France tries to unblock european ftt negotiations | eur activ
1. EU News & policy debates,
across languages
France tries to unblock European FTT
negotiations
Published: 04/11/2014 - 15:46
Michel Sapin has tried to move the FTT debate forward. [Parti socialiste/Flickr]
French Finance Minister Michel Sapin has urged his European
counterparts to make derivatives play a very small part in the tax base
for the Financial Transaction Tax. Sapin hopes this will unblock
negotiations on the project, which has been at an impasse for 2 years.
EurActiv.fr reports.
The European Financial Transaction Tax is at a standstill. The thorny subject
was taken off the agenda of the latest Ecofin Council in October, and did not
feature in the meeting of French and German Finance Ministers on 20
October in Berlin.
The dossier will make it back onto the agenda for the meeting of EU Finance
Ministers in Brussels on 7 November, and the member states have given
themselves until the end of December to define the scope of the European
tax, which they hope to launch in 2016.
"French mini-tax"
The Financial Transaction Tax has been in force in France since 2013.
Considered a "mini-tax" by some, the FTT takes 0.2% on share purchases.
At a press conference organised by several French NGOs, Arielle Malard de
Rothschild, Managing Director of Rothschild and President of CARE France,
2. said "I do not think the tax we have put in place in France is a model for
efficiency. It will have to evolve in line with the European FTT negotiations."
And with good reason. While the French FTT is only expected to raise
around 800 million euros this year, a tax applied to shares, bonds and
derivatives across the 11 European countries involved could see its
revenues soar.
Depending on the scope of the FTT, it could raise between 9.6 and 24.4
billion euro per year in France, according to estimates from the consulting
firm SIA Partners.
The Copenhagen Institute estimates that FTT revenues in Germany could be
between €17 and 28 billion.
French ambiguity
If the advantages in terms of revenue are plain to see, the French
government is eager not to push the FTT too far, fearing that traders will
make their financial transactions elsewhere, causing a collapse in the
derivatives market, a very important sector for French banks.
>> Read: Financial lobbies angry at FTT (in French)
"France is one of the greatest advocates of the Financial Transaction Tax,
but also one of the main opponents of making it an ambitious tax," said
Alexandre Naulot, of Oxfam France. "The enhanced cooperation is now at
risk because of the French position," he added.
In an editorial published in Les Echos on 4 November, the French Finance
Minister, Michel Sapin, put forward a compromise whereby shares and
bonds would be taxed at 0.1%, and derivatives at 0.01%, a less ambitious
project than the initial European Commission proposal.

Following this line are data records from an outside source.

//! Board geometry: cell coordinates, edge sentinels and graph nodes

use std::fmt;

use serde::{Deserialize, Serialize};

use crate::color::Player;
use crate::error::HexError;

/// Largest supported board (one column per letter)
pub const MAX_BOARD_SIZE: u8 = 26;

/// Grid address of a real cell.
///
/// `x` is the column (rendered as a letter, `a` = 1) and `y` the row,
/// both 1-indexed.
#[derive(Clone, Copy, Debug, PartialEq, Eq, Hash, PartialOrd, Ord, Serialize, Deserialize)]
pub struct Coord {
    pub x: i8,
    pub y: i8,
}

impl Coord {
    pub const fn new(x: i8, y: i8) -> Self {
        Self { x, y }
    }

    /// Check if this coordinate is on a board of the given size
    pub fn is_on_board(&self, size: u8) -> bool {
        let size = size as i8;
        (1..=size).contains(&self.x) && (1..=size).contains(&self.y)
    }

    /// Parse a label such as `"e6"` for a board of the given size
    pub fn parse(label: &str, size: u8) -> Result<Self, HexError> {
        let label = label.trim();
        let mut chars = label.chars();
        let letter = chars
            .next()
            .map(|c| c.to_ascii_lowercase())
            .filter(char::is_ascii_lowercase)
            .ok_or_else(|| HexError::InvalidLabel(label.to_string()))?;
        let digits = chars.as_str();
        if digits.is_empty() || !digits.bytes().all(|b| b.is_ascii_digit()) {
            return Err(HexError::InvalidLabel(label.to_string()));
        }

        let column = letter as u8 - b'a' + 1;
        // digits that overflow u64 are simply far off the board
        let row = digits.parse::<u64>().ok().filter(|r| (1..=size as u64).contains(r));
        match row {
            Some(row) if column <= size => Ok(Coord::new(column as i8, row as i8)),
            _ => Err(HexError::OutOfBoard {
                label: label.to_string(),
                size,
            }),
        }
    }
}

impl fmt::Display for Coord {
    fn fmt(&self, f: &mut fmt::Formatter<'_>) -> fmt::Result {
        let letter = if self.x <= 0 {
            '-'
        } else if self.x > MAX_BOARD_SIZE as i8 {
            '+'
        } else {
            (b'a' + self.x as u8 - 1) as char
        };
        write!(f, "{}{}", letter, self.y.max(0))
    }
}

/// One whole side of the board, used as a single virtual node
#[derive(Clone, Copy, Debug, PartialEq, Eq, Hash, PartialOrd, Ord, Serialize, Deserialize)]
pub enum Edge {
    Top,
    Bottom,
    Left,
    Right,
}

impl Edge {
    pub const ALL: [Edge; 4] = [Edge::Top, Edge::Bottom, Edge::Left, Edge::Right];

    /// Player whose stones this edge counts as
    pub fn owner(self) -> Player {
        match self {
            Edge::Top | Edge::Bottom => Player::White,
            Edge::Left | Edge::Right => Player::Black,
        }
    }
}

impl fmt::Display for Edge {
    fn fmt(&self, f: &mut fmt::Formatter<'_>) -> fmt::Result {
        let name = match self {
            Edge::Top => "TOP",
            Edge::Bottom => "BOTTOM",
            Edge::Left => "LEFT",
            Edge::Right => "RIGHT",
        };
        f.write_str(name)
    }
}

/// A vertex of the connectivity graph: a real cell or an edge sentinel
#[derive(Clone, Copy, Debug, PartialEq, Eq, Hash, PartialOrd, Ord, Serialize, Deserialize)]
pub enum Node {
    Cell(Coord),
    Edge(Edge),
}

impl Node {
    pub const fn cell(x: i8, y: i8) -> Self {
        Node::Cell(Coord::new(x, y))
    }

    pub fn coord(self) -> Option<Coord> {
        match self {
            Node::Cell(coord) => Some(coord),
            Node::Edge(_) => None,
        }
    }
}

impl From<Coord> for Node {
    fn from(coord: Coord) -> Self {
        Node::Cell(coord)
    }
}

impl From<Edge> for Node {
    fn from(edge: Edge) -> Self {
        Node::Edge(edge)
    }
}

impl fmt::Display for Node {
    fn fmt(&self, f: &mut fmt::Formatter<'_>) -> fmt::Result {
        match self {
            Node::Cell(coord) => coord.fmt(f),
            Node::Edge(edge) => edge.fmt(f),
        }
    }
}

The Minister said that an agreement "is within reach," and proposed "taxing
transactions on quoted shares [...]. States could extend the tax to unquoted
shares if they so wished". Sapin also recommended applying the tax to only
the most speculative of derivatives: the CDS, or Credit Default Swap.
Residency vs place of business
Another new proposal put forward by the Finance Minister was that the tax
should be collected on transactions issued by companies "based in one of
the 11 participating countries [...] regardless of where the transaction takes
place or where the financial intermediary is based".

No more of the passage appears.